==== Dataset content ====
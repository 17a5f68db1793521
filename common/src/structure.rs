use serde::{Deserialize, Serialize};

/// Blue-green roles resolved for one namespace group.
#[derive(Debug, Clone, Default, PartialEq, Eq, Serialize, Deserialize)]
pub struct NamespaceRoles {
    #[serde(default, skip_serializing_if = "Option::is_none")]
    pub controller: Option<String>,
    #[serde(default, skip_serializing_if = "Option::is_none")]
    pub origin: Option<String>,
    #[serde(default, skip_serializing_if = "Option::is_none")]
    pub peer: Option<String>,
}

impl NamespaceRoles {
    pub fn is_empty(&self) -> bool {
        self.controller.is_none() && self.origin.is_none() && self.peer.is_none()
    }
}

#[derive(Debug, Clone, Default, PartialEq, Eq, Serialize, Deserialize)]
pub struct CompositeStructure {
    #[serde(default, skip_serializing_if = "Option::is_none")]
    pub baseline: Option<NamespaceRoles>,
    /// Ordered by satellite key.
    #[serde(default, skip_serializing_if = "Vec::is_empty")]
    pub satellites: Vec<NamespaceRoles>,
}

/// Document pushed to the destination store.
#[derive(Debug, Clone, Default, PartialEq, Eq, Serialize, Deserialize)]
pub struct TopologyPayload {
    #[serde(rename = "cloudProvider", skip_serializing_if = "Option::is_none")]
    pub cloud_provider: Option<String>,
    #[serde(rename = "cloudOIDCProxyUrl", skip_serializing_if = "Option::is_none")]
    pub cloud_oidc_proxy_url: Option<String>,
    pub composite: CompositeStructure,
}

#[cfg(test)]
mod tests {
    use super::*;

    #[test]
    fn test_null_roles_are_omitted() {
        let s = CompositeStructure {
            baseline: Some(NamespaceRoles {
                origin: Some("bs".into()),
                ..Default::default()
            }),
            satellites: vec![],
        };
        assert_eq!(
            serde_json::to_string(&s).unwrap(),
            r#"{"baseline":{"origin":"bs"}}"#
        );
    }

    #[test]
    fn test_payload_field_names() {
        let p = TopologyPayload {
            cloud_provider: Some("aws".into()),
            cloud_oidc_proxy_url: None,
            composite: CompositeStructure {
                baseline: None,
                satellites: vec![NamespaceRoles {
                    controller: Some("st".into()),
                    ..Default::default()
                }],
            },
        };
        assert_eq!(
            serde_json::to_string(&p).unwrap(),
            r#"{"cloudProvider":"aws","composite":{"satellites":[{"controller":"st"}]}}"#
        );
    }
}
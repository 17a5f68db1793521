//! Snapshot → topology payload → destination store.

use std::sync::Arc;

use anyhow::anyhow;
use common::TopologyPayload;
use libtopology::{RetryingWriter, StructureParseError, transform};
use libwatch::{Snapshot, SnapshotSink};
use log::{debug, info, warn};
use tokio::sync::mpsc;
use tokio_util::sync::CancellationToken;

use crate::protocol::config::WriterConfig;

/// Sink to hand to the watch coordinator, paired with the receiving end.
pub fn snapshot_channel() -> (SnapshotSink, mpsc::UnboundedReceiver<Snapshot>) {
    let (tx, rx) = mpsc::unbounded_channel();
    let sink: SnapshotSink = Arc::new(move |snapshot: Snapshot| {
        tx.send(snapshot)
            .map_err(|_| anyhow!("topology sync pipeline has stopped"))
    });
    (sink, rx)
}

pub struct TopologySync {
    writer: RetryingWriter,
    target_id: String,
    cloud_provider: Option<String>,
    cloud_oidc_proxy_url: Option<String>,
}

impl TopologySync {
    pub fn new(writer: RetryingWriter, config: &WriterConfig) -> Self {
        Self {
            writer,
            target_id: config.target_id.clone(),
            cloud_provider: config.cloud_provider.clone(),
            cloud_oidc_proxy_url: config.cloud_oidc_proxy_url.clone(),
        }
    }

    pub fn build_payload(&self, snapshot: &Snapshot) -> Result<TopologyPayload, StructureParseError> {
        Ok(TopologyPayload {
            cloud_provider: self.cloud_provider.clone(),
            cloud_oidc_proxy_url: self.cloud_oidc_proxy_url.clone(),
            composite: transform(snapshot.iter())?,
        })
    }

    /// Transforms `snapshot` and queues the result for writing.
    ///
    /// On a parse error nothing is queued and the last written payload stays.
    pub fn handle(&self, snapshot: &Snapshot) -> Result<(), StructureParseError> {
        let payload = self.build_payload(snapshot)?;
        debug!(
            "queueing topology from index {} ({} keys) for {}/{}",
            snapshot.index(),
            snapshot.len(),
            self.writer.namespace(),
            self.target_id
        );
        self.writer.request_update(&self.target_id, &payload);
        Ok(())
    }

    /// Consumes snapshots until the channel closes or `token` is cancelled.
    /// Only the newest of several queued snapshots is processed.
    pub async fn run(self, mut rx: mpsc::UnboundedReceiver<Snapshot>, token: CancellationToken) {
        loop {
            let mut snapshot = tokio::select! {
                biased;
                _ = token.cancelled() => break,
                next = rx.recv() => match next {
                    Some(snapshot) => snapshot,
                    None => break,
                },
            };
            while let Ok(newer) = rx.try_recv() {
                snapshot = newer;
            }
            if let Err(e) = self.handle(&snapshot) {
                warn!(
                    "skipping topology snapshot at index {}: {e}",
                    snapshot.index()
                );
            }
        }
        info!("topology sync stopped");
        self.writer.shutdown();
    }
}
pub mod composite;
pub mod resource;
pub mod structure;

pub use composite::{BaselineSpec, CompositeSpec, CompositeSpecError};
pub use resource::{
    CompositeResource, Condition, ConditionStatus, ObjectMeta, Phase, ResourceStatus,
};
pub use structure::{CompositeStructure, NamespaceRoles, TopologyPayload};
pub mod backoff;
pub mod coordinator;
pub mod engine;
pub mod kv;
pub mod session;
pub mod with_xline;

pub use backoff::{BackoffPolicy, InvalidBoundsError};
pub use coordinator::{SnapshotSink, TopologyWatchCoordinator};
pub use engine::{LongPollEngine, SnapshotCallback, WatchOptions};
pub use kv::{KvClient, KvError, Snapshot};
pub use session::{LongPollSession, SessionState};
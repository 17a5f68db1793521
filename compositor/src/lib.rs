pub mod api;
pub mod cli;
pub mod commands;
pub mod protocol;
pub mod reconcile;
pub mod sync;

use std::sync::Arc;

use anyhow::Result;
use libtopology::keys::structure_ref_key;
use libtopology::{RetryingWriter, WriterPolicy};
use libwatch::{KvClient, LongPollEngine, TopologyWatchCoordinator};
use log::{error, info};
use tokio_util::sync::CancellationToken;

use crate::api::xlinestore::XlineStore;
use crate::protocol::config::Config;
use crate::reconcile::{DownstreamNotifier, ReconciliationStepMachine};
use crate::reconcile::controller::ReconcileController;
use crate::reconcile::registry::{MembershipNotifier, XlineStructureRegistry};
use crate::sync::{TopologySync, snapshot_channel};

/// Runs the controller and the topology sync until `token` is cancelled.
pub async fn run(cfg: Config, token: CancellationToken) -> Result<()> {
    let xline_store = Arc::new(XlineStore::new(&cfg.xline_config).await?);

    let kv: Arc<dyn KvClient> = Arc::new(xline_store.kv_client().await);
    let engine = LongPollEngine::new(kv, cfg.watch.wait(), cfg.watch.error_delay());
    let (sink, rx) = snapshot_channel();
    let coordinator = TopologyWatchCoordinator::new(
        engine,
        structure_ref_key(&cfg.watch.namespace),
        cfg.watch.backoff()?,
        sink,
    );

    let writer = RetryingWriter::new(
        xline_store.clone(),
        cfg.writer.namespace.clone(),
        WriterPolicy::default(),
    );
    let pipeline = TopologySync::new(writer, &cfg.writer);
    let sync_task = tokio::spawn(pipeline.run(rx, token.clone()));

    let machine = ReconciliationStepMachine::new(
        Arc::new(XlineStructureRegistry::new(
            xline_store.clone(),
            cfg.reconcile.integration_enabled,
        )),
        vec![
            Arc::new(MembershipNotifier::new(xline_store.clone())) as Arc<dyn DownstreamNotifier>,
        ],
    );
    let controller = ReconcileController::new(
        xline_store.clone(),
        machine,
        cfg.reconcile.interval(),
        cfg.reconcile.backoff()?,
    );
    let controller_task = tokio::spawn(controller.run(token.clone()));

    info!(
        "watching {} for namespace {}",
        coordinator.reference_key(),
        cfg.watch.namespace
    );
    coordinator.start();

    token.cancelled().await;
    coordinator.stop();

    match controller_task.await {
        Ok(Err(e)) => error!("reconcile controller failed: {e:#}"),
        Err(e) => error!("reconcile controller task panicked: {e}"),
        Ok(Ok(())) => {}
    }
    if let Err(e) = sync_task.await {
        error!("topology sync task panicked: {e}");
    }
    info!("compositor stopped");
    Ok(())
}
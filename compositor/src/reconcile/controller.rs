use std::collections::HashMap;
use std::sync::Arc;
use std::time::Duration;

use anyhow::Result;
use async_trait::async_trait;
use common::{CompositeResource, Phase, ResourceStatus};
use libwatch::BackoffPolicy;
use log::{debug, info, warn};
use tokio::time::{Instant, MissedTickBehavior};
use tokio_util::sync::CancellationToken;

use super::{Interrupted, ReconciliationStepMachine};

/// Where composite resources and their status live.
#[async_trait]
pub trait ResourceStore: Send + Sync {
    async fn list(&self) -> Result<Vec<CompositeResource>>;

    async fn update_status(&self, name: &str, status: &ResourceStatus) -> Result<()>;
}

#[derive(Debug, Clone, Copy)]
struct Requeue {
    delay: Duration,
    not_before: Instant,
}

// roughly 30 years, for delays past what `Instant` can represent
const FAR_FUTURE: Duration = Duration::from_secs(86_400 * 365 * 30);

fn requeue_deadline(delay: Duration) -> Instant {
    let now = Instant::now();
    now.checked_add(delay).unwrap_or_else(|| now + FAR_FUTURE)
}

/// Periodically runs the step machine over every composite resource.
///
/// Resources are processed one at a time, so a resource never has two passes
/// in flight.
pub struct ReconcileController {
    store: Arc<dyn ResourceStore>,
    machine: ReconciliationStepMachine,
    interval: Duration,
    backoff: BackoffPolicy,
    requeues: HashMap<String, Requeue>,
}

impl ReconcileController {
    pub fn new(
        store: Arc<dyn ResourceStore>,
        machine: ReconciliationStepMachine,
        interval: Duration,
        backoff: BackoffPolicy,
    ) -> Self {
        Self {
            store,
            machine,
            interval,
            backoff,
            requeues: HashMap::new(),
        }
    }

    /// Delay before `name` is looked at again, if it is backing off.
    pub fn requeue_delay(&self, name: &str) -> Option<Duration> {
        self.requeues.get(name).map(|r| r.delay)
    }

    pub async fn run(mut self, token: CancellationToken) -> Result<()> {
        info!("reconcile controller started, interval {:?}", self.interval);
        let mut ticker = tokio::time::interval(self.interval);
        ticker.set_missed_tick_behavior(MissedTickBehavior::Skip);
        loop {
            tokio::select! {
                biased;
                _ = token.cancelled() => break,
                _ = ticker.tick() => {}
            }
            let pass = tokio::select! {
                biased;
                _ = token.cancelled() => break,
                pass = self.reconcile_all() => pass,
            };
            if pass.is_err() {
                info!("reconciliation interrupted, stopping controller");
                break;
            }
        }
        debug!("reconcile controller stopped");
        Ok(())
    }

    /// One sweep over all resources that are not waiting out a backoff.
    pub async fn reconcile_all(&mut self) -> Result<(), Interrupted> {
        let resources = match self.store.list().await {
            Ok(resources) => resources,
            Err(e) => {
                warn!("failed to list composites: {e:#}");
                return Ok(());
            }
        };
        self.requeues
            .retain(|name, _| resources.iter().any(|r| &r.metadata.name == name));

        let now = Instant::now();
        for mut resource in resources {
            let name = resource.metadata.name.clone();
            if let Some(requeue) = self.requeues.get(&name)
                && requeue.not_before > now
            {
                debug!("composite {name}: backing off until {:?}", requeue.not_before);
                continue;
            }

            let outcome = self.machine.reconcile(&mut resource).await?;
            if outcome.status_changed
                && let Err(e) = self.store.update_status(&name, &resource.status).await
            {
                warn!("composite {name}: failed to persist status: {e:#}");
            }

            if outcome.phase == Phase::BackingOff {
                let previous = self.requeues.get(&name).map_or(Duration::ZERO, |r| r.delay);
                let delay = self.backoff.next(previous);
                debug!("composite {name}: requeued in {delay:?}");
                self.requeues.insert(
                    name,
                    Requeue {
                        delay,
                        not_before: requeue_deadline(delay),
                    },
                );
            } else {
                self.requeues.remove(&name);
            }
        }
        Ok(())
    }
}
====
» Work instruction:
I need every line of the material that includes "filename", so please copy them out.

» Exercise output:
filename common/src/structure.rs
filename compositor/src/lib.rs
filename compositor/src/reconcile/controller.rs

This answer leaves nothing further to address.